ACTIVITY: Every record should be written out exactly, please.

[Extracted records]
++++++++++

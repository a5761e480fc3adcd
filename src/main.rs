//! Campus Tiles - composites building floor plans into slippy-map tiles.
//!
//! This binary starts the HTTP server and configures all components.

use clap::Parser;
use std::process::ExitCode;
use std::sync::Arc;
use tracing::{error, info, warn};
use tracing_subscriber::{layer::SubscriberExt, util::SubscriberInitExt};

use campus_tiles::{
    config::{CheckConfig, Cli, Command, ServeConfig},
    dataset::{Dataset, SpatialIndex},
    floor::FsImageSource,
    server::{create_router, AppState, RouterConfig},
    tile::{DiskTileStore, TileCompositor, TileDispatcher, TileService, ZoomedFloorCache},
};

#[tokio::main]
async fn main() -> ExitCode {
    let cli = Cli::parse();

    match cli.into_command() {
        Command::Serve(config) => run_serve(config).await,
        Command::Check(config) => run_check(config).await,
    }
}

// =============================================================================
// Serve Command
// =============================================================================

async fn run_serve(config: ServeConfig) -> ExitCode {
    init_logging(config.verbose);

    if let Err(e) = config.validate() {
        error!("Configuration error: {}", e);
        return ExitCode::FAILURE;
    }

    print_banner();

    info!("Configuration:");
    info!("  Data file: {}", config.data_file.display());
    info!("  Static root: {}", config.static_root.display());
    info!("  Tiles dir: {}", config.tiles_dir.display());
    info!("  Workers: {}", config.workers);
    info!("  Cache: {}", config.cache_summary());
    if config.debug {
        warn!("  Debug: ON - stored tiles are ignored and every miss is re-rendered");
    }

    let dataset = match Dataset::load(&config.data_file) {
        Ok(dataset) => Arc::new(dataset),
        Err(e) => {
            error!("Failed to load {}: {}", config.data_file.display(), e);
            return ExitCode::FAILURE;
        }
    };
    info!(
        "  Loaded {} building(s), {} floor(s)",
        dataset.len(),
        dataset.floor_count()
    );

    // Wire the pipeline: assets -> zoomed floors -> compositor -> tile service
    let source = Arc::new(FsImageSource::new(&config.static_root));
    let zoomed = ZoomedFloorCache::new(source, config.cache_zoomed);
    let index: Arc<dyn SpatialIndex> = dataset.clone();
    let compositor = match TileCompositor::new(index, zoomed) {
        Ok(compositor) => compositor,
        Err(e) => {
            error!("Failed to build compositor: {}", e);
            return ExitCode::FAILURE;
        }
    };

    let service = TileService::with_cache_capacity(compositor, config.cache_tiles)
        .with_store(DiskTileStore::new(&config.tiles_dir))
        .with_debug(config.debug);
    let dispatcher = Arc::new(TileDispatcher::spawn(Arc::new(service), config.workers));

    let state = AppState::new(Arc::clone(&dispatcher), dataset);
    let router = create_router(state, build_router_config(&config));

    let addr = config.bind_address();

    info!("");
    info!("────────────────────────────────────────────────────────────────");
    info!("  Server listening on: http://{}", addr);
    info!("");
    info!("  Try these endpoints:");
    info!("    curl http://{}/health", addr);
    info!("    curl http://{}/api/dump", addr);
    info!("    curl -o tile.png http://{}/api/tiles/19_82654_179471_1.png", addr);
    info!("────────────────────────────────────────────────────────────────");
    info!("");

    let listener = match tokio::net::TcpListener::bind(&addr).await {
        Ok(listener) => listener,
        Err(e) => {
            error!("Failed to bind to {}: {}", addr, e);
            return ExitCode::FAILURE;
        }
    };

    let served = axum::serve(listener, router)
        .with_graceful_shutdown(shutdown_signal())
        .await;

    dispatcher.shutdown().await;

    if let Err(e) = served {
        error!("Server error: {}", e);
        return ExitCode::FAILURE;
    }

    info!("Server stopped");
    ExitCode::SUCCESS
}

/// Resolves when the process receives Ctrl-C.
async fn shutdown_signal() {
    if let Err(e) = tokio::signal::ctrl_c().await {
        error!("Failed to listen for shutdown signal: {}", e);
        std::future::pending::<()>().await;
    }
    info!("Shutting down");
}

/// Print the startup banner.
fn print_banner() {
    let version = env!("CARGO_PKG_VERSION");
    info!("");
    info!(" ██████╗ █████╗ ███╗   ███╗██████╗ ██╗   ██╗███████╗");
    info!("██╔════╝██╔══██╗████╗ ████║██╔══██╗██║   ██║██╔════╝");
    info!("██║     ███████║██╔████╔██║██████╔╝██║   ██║███████╗");
    info!("██║     ██╔══██║██║╚██╔╝██║██╔═══╝ ██║   ██║╚════██║");
    info!("╚██████╗██║  ██║██║ ╚═╝ ██║██║     ╚██████╔╝███████║");
    info!(" ╚═════╝╚═╝  ╚═╝╚═╝     ╚═╝╚═╝      ╚═════╝ ╚══════╝");
    info!("");
    info!("                 tiles v{}", version);
}

/// Initialize the tracing/logging subsystem.
fn init_logging(verbose: bool) {
    let env_filter = if verbose {
        "campus_tiles=debug,tower_http=debug"
    } else {
        "campus_tiles=info,tower_http=info"
    };

    tracing_subscriber::registry()
        .with(
            tracing_subscriber::EnvFilter::try_from_default_env()
                .unwrap_or_else(|_| env_filter.into()),
        )
        .with(tracing_subscriber::fmt::layer())
        .init();
}

/// Build RouterConfig from the application ServeConfig.
fn build_router_config(config: &ServeConfig) -> RouterConfig {
    let mut router_config = RouterConfig::new().with_cache_max_age(config.cache_max_age);

    if let Some(ref origins) = config.cors_origins {
        router_config = router_config.with_cors_origins(origins.clone());
    }

    router_config.with_tracing(!config.no_tracing)
}

// =============================================================================
// Check Command
// =============================================================================

async fn run_check(config: CheckConfig) -> ExitCode {
    if config.verbose {
        init_logging(true);
    }

    println!("Campus Tiles Dataset Check");
    println!("══════════════════════════");
    println!();

    let dataset = match Dataset::load(&config.data_file) {
        Ok(dataset) => {
            println!("✓ Dataset: {}", config.data_file.display());
            dataset
        }
        Err(e) => {
            println!("✗ Dataset: {}", config.data_file.display());
            println!();
            println!("Error: {}", e);
            return ExitCode::FAILURE;
        }
    };

    println!("  Buildings: {}", dataset.len());
    println!("  Floors: {}", dataset.floor_count());

    if config.images {
        println!();
        println!("Preparing floor images under {}...", config.static_root.display());
        println!("─────────────────────────────");

        let source = FsImageSource::new(&config.static_root);
        let mut failures = 0usize;

        for entry in dataset.floors() {
            match entry.floor.warm(&source).await {
                Ok(()) => {
                    println!("  ✓ {} / {}", entry.building.id, entry.floor.name);
                }
                Err(e) => {
                    failures += 1;
                    println!("  ✗ {} / {}: {}", entry.building.id, entry.floor.name, e);
                }
            }
        }

        if failures > 0 {
            println!();
            println!("{} of {} floor image(s) failed", failures, dataset.floor_count());
            return ExitCode::FAILURE;
        }
    }

    println!();
    println!("══════════════════════════");
    println!("✓ All checks passed!");

    ExitCode::SUCCESS
}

++++++++++

THE ANSWER:
repository a5761e480fc3adcd
filename src/main.rs
//! Campus Tiles - composites building floor plans into slippy-map tiles.
//!
//! This binary starts the HTTP server and configures all components.

use clap::Parser;
use std::process::ExitCode;
use std::sync::Arc;
use tracing::{error, info, warn};
use tracing_subscriber::{layer::SubscriberExt, util::SubscriberInitExt};

use campus_tiles::{
    config::{CheckConfig, Cli, Command, ServeConfig},
    dataset::{Dataset, SpatialIndex},
    floor::FsImageSource,
    server::{create_router, AppState, RouterConfig},
    tile::{DiskTileStore, TileCompositor, TileDispatcher, TileService, ZoomedFloorCache},
};

#[tokio::main]
async fn main() -> ExitCode {
    let cli = Cli::parse();

    match cli.into_command() {
        Command::Serve(config) => run_serve(config).await,
        Command::Check(config) => run_check(config).await,
    }
}

// =============================================================================
// Serve Command
// =============================================================================

async fn run_serve(config: ServeConfig) -> ExitCode {
    init_logging(config.verbose);

    if let Err(e) = config.validate() {
        error!("Configuration error: {}", e);
        return ExitCode::FAILURE;
    }

    print_banner();

    info!("Configuration:");
    info!("  Data file: {}", config.data_file.display());
    info!("  Static root: {}", config.static_root.display());
    info!("  Tiles dir: {}", config.tiles_dir.display());
    info!("  Workers: {}", config.workers);
    info!("  Cache: {}", config.cache_summary());
    if config.debug {
        warn!("  Debug: ON - stored tiles are ignored and every miss is re-rendered");
    }

    let dataset = match Dataset::load(&config.data_file) {
        Ok(dataset) => Arc::new(dataset),
        Err(e) => {
            error!("Failed to load {}: {}", config.data_file.display(), e);
            return ExitCode::FAILURE;
        }
    };
    info!(
        "  Loaded {} building(s), {} floor(s)",
        dataset.len(),
        dataset.floor_count()
    );

    // Wire the pipeline: assets -> zoomed floors -> compositor -> tile service
    let source = Arc::new(FsImageSource::new(&config.static_root));
    let zoomed = ZoomedFloorCache::new(source, config.cache_zoomed);
    let index: Arc<dyn SpatialIndex> = dataset.clone();
    let compositor = match TileCompositor::new(index, zoomed) {
        Ok(compositor) => compositor,
        Err(e) => {
            error!("Failed to build compositor: {}", e);
            return ExitCode::FAILURE;
        }
    };

    let service = TileService::with_cache_capacity(compositor, config.cache_tiles)
        .with_store(DiskTileStore::new(&config.tiles_dir))
        .with_debug(config.debug);
    let dispatcher = Arc::new(TileDispatcher::spawn(Arc::new(service), config.workers));

    let state = AppState::new(Arc::clone(&dispatcher), dataset);
    let router = create_router(state, build_router_config(&config));

    let addr = config.bind_address();

    info!("");
    info!("────────────────────────────────────────────────────────────────");
    info!("  Server listening on: http://{}", addr);
    info!("");
    info!("  Try these endpoints:");
    info!("    curl http://{}/health", addr);
    info!("    curl http://{}/api/dump", addr);
    info!("    curl -o tile.png http://{}/api/tiles/19_82654_179471_1.png", addr);
    info!("────────────────────────────────────────────────────────────────");
    info!("");

    let listener = match tokio::net::TcpListener::bind(&addr).await {
        Ok(listener) => listener,
        Err(e) => {
            error!("Failed to bind to {}: {}", addr, e);
            return ExitCode::FAILURE;
        }
    };

    let served = axum::serve(listener, router)
        .with_graceful_shutdown(shutdown_signal())
        .await;

    dispatcher.shutdown().await;

    if let Err(e) = served {
        error!("Server error: {}", e);
        return ExitCode::FAILURE;
    }

    info!("Server stopped");
    ExitCode::SUCCESS
}

/// Resolves when the process receives Ctrl-C.
async fn shutdown_signal() {
    if let Err(e) = tokio::signal::ctrl_c().await {
        error!("Failed to listen for shutdown signal: {}", e);
        std::future::pending::<()>().await;
    }
    info!("Shutting down");
}

/// Print the startup banner.
fn print_banner() {
    let version = env!("CARGO_PKG_VERSION");
    info!("");
    info!(" ██████╗ █████╗ ███╗   ███╗██████╗ ██╗   ██╗███████╗");
    info!("██╔════╝██╔══██╗████╗ ████║██╔══██╗██║   ██║██╔════╝");
    info!("██║     ███████║██╔████╔██║██████╔╝██║   ██║███████╗");
    info!("██║     ██╔══██║██║╚██╔╝██║██╔═══╝ ██║   ██║╚════██║");
    info!("╚██████╗██║  ██║██║ ╚═╝ ██║██║     ╚██████╔╝███████║");
    info!(" ╚═════╝╚═╝  ╚═╝╚═╝     ╚═╝╚═╝      ╚═════╝ ╚══════╝");
    info!("");
    info!("                 tiles v{}", version);
}

/// Initialize the tracing/logging subsystem.
fn init_logging(verbose: bool) {
    let env_filter = if verbose {
        "campus_tiles=debug,tower_http=debug"
    } else {
        "campus_tiles=info,tower_http=info"
    };

    tracing_subscriber::registry()
        .with(
            tracing_subscriber::EnvFilter::try_from_default_env()
                .unwrap_or_else(|_| env_filter.into()),
        )
        .with(tracing_subscriber::fmt::layer())
        .init();
}

/// Build RouterConfig from the application ServeConfig.
fn build_router_config(config: &ServeConfig) -> RouterConfig {
    let mut router_config = RouterConfig::new().with_cache_max_age(config.cache_max_age);

    if let Some(ref origins) = config.cors_origins {
        router_config = router_config.with_cors_origins(origins.clone());
    }

    router_config.with_tracing(!config.no_tracing)
}

// =============================================================================
// Check Command
// =============================================================================

async fn run_check(config: CheckConfig) -> ExitCode {
    if config.verbose {
        init_logging(true);
    }

    println!("Campus Tiles Dataset Check");
    println!("══════════════════════════");
    println!();

    let dataset = match Dataset::load(&config.data_file) {
        Ok(dataset) => {
            println!("✓ Dataset: {}", config.data_file.display());
            dataset
        }
        Err(e) => {
            println!("✗ Dataset: {}", config.data_file.display());
            println!();
            println!("Error: {}", e);
            return ExitCode::FAILURE;
        }
    };

    println!("  Buildings: {}", dataset.len());
    println!("  Floors: {}", dataset.floor_count());

    if config.images {
        println!();
        println!("Preparing floor images under {}...", config.static_root.display());
        println!("─────────────────────────────");

        let source = FsImageSource::new(&config.static_root);
        let mut failures = 0usize;

        for entry in dataset.floors() {
            match entry.floor.warm(&source).await {
                Ok(()) => {
                    println!("  ✓ {} / {}", entry.building.id, entry.floor.name);
                }
                Err(e) => {
                    failures += 1;
                    println!("  ✗ {} / {}: {}", entry.building.id, entry.floor.name, e);
                }
            }
        }

        if failures > 0 {
            println!();
            println!("{} of {} floor image(s) failed", failures, dataset.floor_count());
            return ExitCode::FAILURE;
        }
    }

    println!();
    println!("══════════════════════════");
    println!("✓ All checks passed!");

    ExitCode::SUCCESS
}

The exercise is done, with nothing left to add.